Data extract =
____________________

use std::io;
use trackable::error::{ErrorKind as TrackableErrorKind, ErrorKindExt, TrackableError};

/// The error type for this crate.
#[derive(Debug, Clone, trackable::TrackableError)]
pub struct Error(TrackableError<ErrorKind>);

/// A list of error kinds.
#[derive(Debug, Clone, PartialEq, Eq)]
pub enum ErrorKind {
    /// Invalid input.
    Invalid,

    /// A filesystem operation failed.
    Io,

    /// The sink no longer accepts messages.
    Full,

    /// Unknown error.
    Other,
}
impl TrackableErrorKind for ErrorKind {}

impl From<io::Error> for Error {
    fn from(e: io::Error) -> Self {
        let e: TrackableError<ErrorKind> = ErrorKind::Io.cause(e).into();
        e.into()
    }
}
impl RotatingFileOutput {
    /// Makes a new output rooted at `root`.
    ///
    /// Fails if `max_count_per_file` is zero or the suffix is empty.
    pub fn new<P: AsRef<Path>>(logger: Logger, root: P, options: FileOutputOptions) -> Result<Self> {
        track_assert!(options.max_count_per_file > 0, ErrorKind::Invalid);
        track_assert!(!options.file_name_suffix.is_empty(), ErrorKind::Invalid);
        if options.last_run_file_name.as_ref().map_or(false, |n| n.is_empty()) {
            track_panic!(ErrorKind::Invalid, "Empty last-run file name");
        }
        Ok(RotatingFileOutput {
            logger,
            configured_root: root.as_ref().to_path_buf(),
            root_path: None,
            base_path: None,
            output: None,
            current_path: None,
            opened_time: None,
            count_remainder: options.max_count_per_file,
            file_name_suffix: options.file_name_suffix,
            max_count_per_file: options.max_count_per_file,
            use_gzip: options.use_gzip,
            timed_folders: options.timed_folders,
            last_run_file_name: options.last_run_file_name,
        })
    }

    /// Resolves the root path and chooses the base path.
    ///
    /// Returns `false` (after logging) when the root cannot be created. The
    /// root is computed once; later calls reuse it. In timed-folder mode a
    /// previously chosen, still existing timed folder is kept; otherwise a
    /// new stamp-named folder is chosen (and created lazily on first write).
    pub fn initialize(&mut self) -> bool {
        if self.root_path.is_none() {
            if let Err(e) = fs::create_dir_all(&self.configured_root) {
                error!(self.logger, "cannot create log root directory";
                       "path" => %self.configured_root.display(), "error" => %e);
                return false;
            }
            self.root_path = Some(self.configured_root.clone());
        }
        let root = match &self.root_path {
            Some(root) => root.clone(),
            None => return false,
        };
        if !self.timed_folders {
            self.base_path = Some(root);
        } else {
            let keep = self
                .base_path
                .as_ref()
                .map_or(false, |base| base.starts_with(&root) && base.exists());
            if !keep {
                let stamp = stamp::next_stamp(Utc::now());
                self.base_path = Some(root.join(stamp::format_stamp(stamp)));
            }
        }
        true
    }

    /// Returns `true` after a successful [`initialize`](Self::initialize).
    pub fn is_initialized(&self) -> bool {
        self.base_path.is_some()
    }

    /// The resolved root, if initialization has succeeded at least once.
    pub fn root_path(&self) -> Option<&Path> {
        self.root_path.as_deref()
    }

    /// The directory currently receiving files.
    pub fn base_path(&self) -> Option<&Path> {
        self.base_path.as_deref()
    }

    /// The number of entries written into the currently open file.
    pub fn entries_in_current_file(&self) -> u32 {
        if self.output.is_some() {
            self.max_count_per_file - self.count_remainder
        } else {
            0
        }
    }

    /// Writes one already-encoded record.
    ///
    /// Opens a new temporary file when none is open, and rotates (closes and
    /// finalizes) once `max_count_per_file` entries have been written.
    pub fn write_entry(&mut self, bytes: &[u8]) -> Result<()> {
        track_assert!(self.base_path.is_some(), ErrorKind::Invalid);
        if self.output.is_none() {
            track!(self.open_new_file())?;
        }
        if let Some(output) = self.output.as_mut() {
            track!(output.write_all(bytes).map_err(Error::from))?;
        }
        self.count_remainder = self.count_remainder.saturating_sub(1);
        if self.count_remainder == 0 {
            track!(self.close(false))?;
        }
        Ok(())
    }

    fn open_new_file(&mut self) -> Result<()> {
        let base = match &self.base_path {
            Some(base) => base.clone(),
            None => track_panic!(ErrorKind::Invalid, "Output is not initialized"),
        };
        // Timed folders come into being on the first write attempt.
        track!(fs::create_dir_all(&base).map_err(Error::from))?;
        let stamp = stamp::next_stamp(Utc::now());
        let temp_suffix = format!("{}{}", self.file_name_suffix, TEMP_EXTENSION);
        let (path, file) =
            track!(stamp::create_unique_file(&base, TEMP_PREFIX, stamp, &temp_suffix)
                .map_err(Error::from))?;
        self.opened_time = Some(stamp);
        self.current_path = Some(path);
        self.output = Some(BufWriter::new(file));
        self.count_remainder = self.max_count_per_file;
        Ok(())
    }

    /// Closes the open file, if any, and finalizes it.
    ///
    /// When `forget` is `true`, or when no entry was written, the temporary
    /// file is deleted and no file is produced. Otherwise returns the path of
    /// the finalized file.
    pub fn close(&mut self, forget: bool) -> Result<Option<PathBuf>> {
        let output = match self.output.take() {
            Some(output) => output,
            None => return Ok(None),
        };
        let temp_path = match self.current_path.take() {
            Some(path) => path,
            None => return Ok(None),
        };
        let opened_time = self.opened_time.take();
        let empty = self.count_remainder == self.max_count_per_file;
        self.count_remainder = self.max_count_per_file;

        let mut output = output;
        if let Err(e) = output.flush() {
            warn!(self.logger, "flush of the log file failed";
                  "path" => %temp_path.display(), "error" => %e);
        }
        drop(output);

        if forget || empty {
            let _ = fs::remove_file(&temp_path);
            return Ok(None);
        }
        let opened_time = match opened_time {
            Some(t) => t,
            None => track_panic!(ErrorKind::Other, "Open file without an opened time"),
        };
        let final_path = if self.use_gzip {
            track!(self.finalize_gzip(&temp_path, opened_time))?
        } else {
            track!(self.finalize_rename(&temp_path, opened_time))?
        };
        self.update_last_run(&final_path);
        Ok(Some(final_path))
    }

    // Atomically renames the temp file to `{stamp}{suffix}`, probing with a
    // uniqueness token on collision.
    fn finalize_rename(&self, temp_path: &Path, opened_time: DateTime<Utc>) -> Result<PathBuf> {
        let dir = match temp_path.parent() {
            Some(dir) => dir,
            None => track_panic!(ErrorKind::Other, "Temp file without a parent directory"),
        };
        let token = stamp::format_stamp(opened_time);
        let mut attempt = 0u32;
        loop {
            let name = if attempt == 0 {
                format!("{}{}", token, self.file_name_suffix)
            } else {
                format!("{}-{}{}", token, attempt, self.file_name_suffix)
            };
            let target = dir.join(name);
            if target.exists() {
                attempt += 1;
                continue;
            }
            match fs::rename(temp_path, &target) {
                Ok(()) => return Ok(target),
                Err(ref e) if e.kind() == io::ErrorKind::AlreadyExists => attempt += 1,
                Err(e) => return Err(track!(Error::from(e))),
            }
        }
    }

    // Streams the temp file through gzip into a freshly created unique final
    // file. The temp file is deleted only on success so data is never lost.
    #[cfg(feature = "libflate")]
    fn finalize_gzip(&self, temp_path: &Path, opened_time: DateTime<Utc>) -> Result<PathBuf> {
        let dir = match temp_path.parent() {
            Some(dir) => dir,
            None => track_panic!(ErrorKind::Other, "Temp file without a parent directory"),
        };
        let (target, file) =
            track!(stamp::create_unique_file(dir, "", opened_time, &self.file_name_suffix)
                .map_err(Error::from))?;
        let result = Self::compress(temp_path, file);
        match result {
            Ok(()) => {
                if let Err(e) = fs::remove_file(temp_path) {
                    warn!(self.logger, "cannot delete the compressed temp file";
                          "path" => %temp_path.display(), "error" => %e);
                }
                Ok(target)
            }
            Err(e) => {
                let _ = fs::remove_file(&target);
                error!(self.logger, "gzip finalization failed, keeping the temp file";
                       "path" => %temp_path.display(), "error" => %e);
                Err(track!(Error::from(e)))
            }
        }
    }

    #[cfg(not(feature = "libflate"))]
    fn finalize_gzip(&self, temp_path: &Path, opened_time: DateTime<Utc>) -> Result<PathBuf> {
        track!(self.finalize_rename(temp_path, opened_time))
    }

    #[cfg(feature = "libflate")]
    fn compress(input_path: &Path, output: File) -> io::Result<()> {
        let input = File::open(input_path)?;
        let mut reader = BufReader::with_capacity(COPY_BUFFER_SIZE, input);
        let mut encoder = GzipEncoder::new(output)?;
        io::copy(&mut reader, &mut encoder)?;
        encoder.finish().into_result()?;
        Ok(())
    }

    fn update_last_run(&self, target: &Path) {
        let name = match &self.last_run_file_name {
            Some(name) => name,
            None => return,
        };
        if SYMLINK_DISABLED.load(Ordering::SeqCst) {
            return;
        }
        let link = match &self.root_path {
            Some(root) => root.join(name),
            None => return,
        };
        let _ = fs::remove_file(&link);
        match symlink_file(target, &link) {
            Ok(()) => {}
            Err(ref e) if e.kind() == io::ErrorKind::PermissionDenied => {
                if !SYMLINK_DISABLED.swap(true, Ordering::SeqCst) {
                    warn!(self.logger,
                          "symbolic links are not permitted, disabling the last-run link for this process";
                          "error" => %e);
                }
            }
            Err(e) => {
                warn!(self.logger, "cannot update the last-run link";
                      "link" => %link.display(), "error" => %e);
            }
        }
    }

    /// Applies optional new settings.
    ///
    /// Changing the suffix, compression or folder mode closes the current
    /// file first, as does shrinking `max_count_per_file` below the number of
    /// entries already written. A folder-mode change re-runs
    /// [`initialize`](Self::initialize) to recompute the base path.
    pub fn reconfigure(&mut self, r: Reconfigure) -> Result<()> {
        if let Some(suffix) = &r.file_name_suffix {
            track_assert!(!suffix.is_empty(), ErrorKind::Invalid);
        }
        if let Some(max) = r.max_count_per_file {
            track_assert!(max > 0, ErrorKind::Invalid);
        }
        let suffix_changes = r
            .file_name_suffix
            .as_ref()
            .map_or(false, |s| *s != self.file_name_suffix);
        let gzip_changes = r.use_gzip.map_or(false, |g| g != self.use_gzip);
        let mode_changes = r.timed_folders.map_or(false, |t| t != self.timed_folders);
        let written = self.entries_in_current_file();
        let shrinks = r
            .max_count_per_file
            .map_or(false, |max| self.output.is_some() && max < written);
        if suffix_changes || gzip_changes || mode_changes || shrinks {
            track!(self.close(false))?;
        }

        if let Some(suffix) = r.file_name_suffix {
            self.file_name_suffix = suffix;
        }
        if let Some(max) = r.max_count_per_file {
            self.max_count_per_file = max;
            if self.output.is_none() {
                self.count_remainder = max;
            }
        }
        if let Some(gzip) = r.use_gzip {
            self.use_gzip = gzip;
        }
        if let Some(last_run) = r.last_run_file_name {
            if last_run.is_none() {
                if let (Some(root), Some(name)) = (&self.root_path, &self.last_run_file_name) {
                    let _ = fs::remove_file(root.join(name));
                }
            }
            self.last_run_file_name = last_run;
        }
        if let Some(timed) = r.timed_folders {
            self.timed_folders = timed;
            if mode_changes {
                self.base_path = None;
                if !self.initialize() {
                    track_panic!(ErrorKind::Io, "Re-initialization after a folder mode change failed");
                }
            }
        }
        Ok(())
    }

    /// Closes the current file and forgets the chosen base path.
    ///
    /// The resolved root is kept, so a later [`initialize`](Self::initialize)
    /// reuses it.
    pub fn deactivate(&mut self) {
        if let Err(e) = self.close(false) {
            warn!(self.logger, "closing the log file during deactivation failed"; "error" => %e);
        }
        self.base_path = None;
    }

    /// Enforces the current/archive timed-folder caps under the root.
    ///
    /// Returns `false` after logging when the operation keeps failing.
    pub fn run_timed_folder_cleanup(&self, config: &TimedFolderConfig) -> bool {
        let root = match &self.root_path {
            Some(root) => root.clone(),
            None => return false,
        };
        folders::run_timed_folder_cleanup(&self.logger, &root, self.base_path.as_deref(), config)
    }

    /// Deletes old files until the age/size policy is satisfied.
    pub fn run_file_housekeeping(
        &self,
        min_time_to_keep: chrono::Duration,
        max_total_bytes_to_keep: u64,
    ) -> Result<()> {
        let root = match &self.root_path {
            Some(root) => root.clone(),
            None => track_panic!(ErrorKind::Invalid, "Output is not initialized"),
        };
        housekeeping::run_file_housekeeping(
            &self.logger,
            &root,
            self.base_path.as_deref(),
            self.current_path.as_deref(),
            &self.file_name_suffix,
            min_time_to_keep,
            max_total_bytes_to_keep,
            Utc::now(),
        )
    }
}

____________________

The problem =
Your answer should be the exact lines above from the one with "Err(e) => return" through the one with "finalization failed, keeping", both included, and nothing besides.

Task response =
                Err(e) => return Err(track!(Error::from(e))),
            }
        }
    }

    // Streams the temp file through gzip into a freshly created unique final
    // file. The temp file is deleted only on success so data is never lost.
    #[cfg(feature = "libflate")]
    fn finalize_gzip(&self, temp_path: &Path, opened_time: DateTime<Utc>) -> Result<PathBuf> {
        let dir = match temp_path.parent() {
            Some(dir) => dir,
            None => track_panic!(ErrorKind::Other, "Temp file without a parent directory"),
        };
        let (target, file) =
            track!(stamp::create_unique_file(dir, "", opened_time, &self.file_name_suffix)
                .map_err(Error::from))?;
        let result = Self::compress(temp_path, file);
        match result {
            Ok(()) => {
                if let Err(e) = fs::remove_file(temp_path) {
                    warn!(self.logger, "cannot delete the compressed temp file";
                          "path" => %temp_path.display(), "error" => %e);
                }
                Ok(target)
            }
            Err(e) => {
                let _ = fs::remove_file(&target);
                error!(self.logger, "gzip finalization failed, keeping the temp file";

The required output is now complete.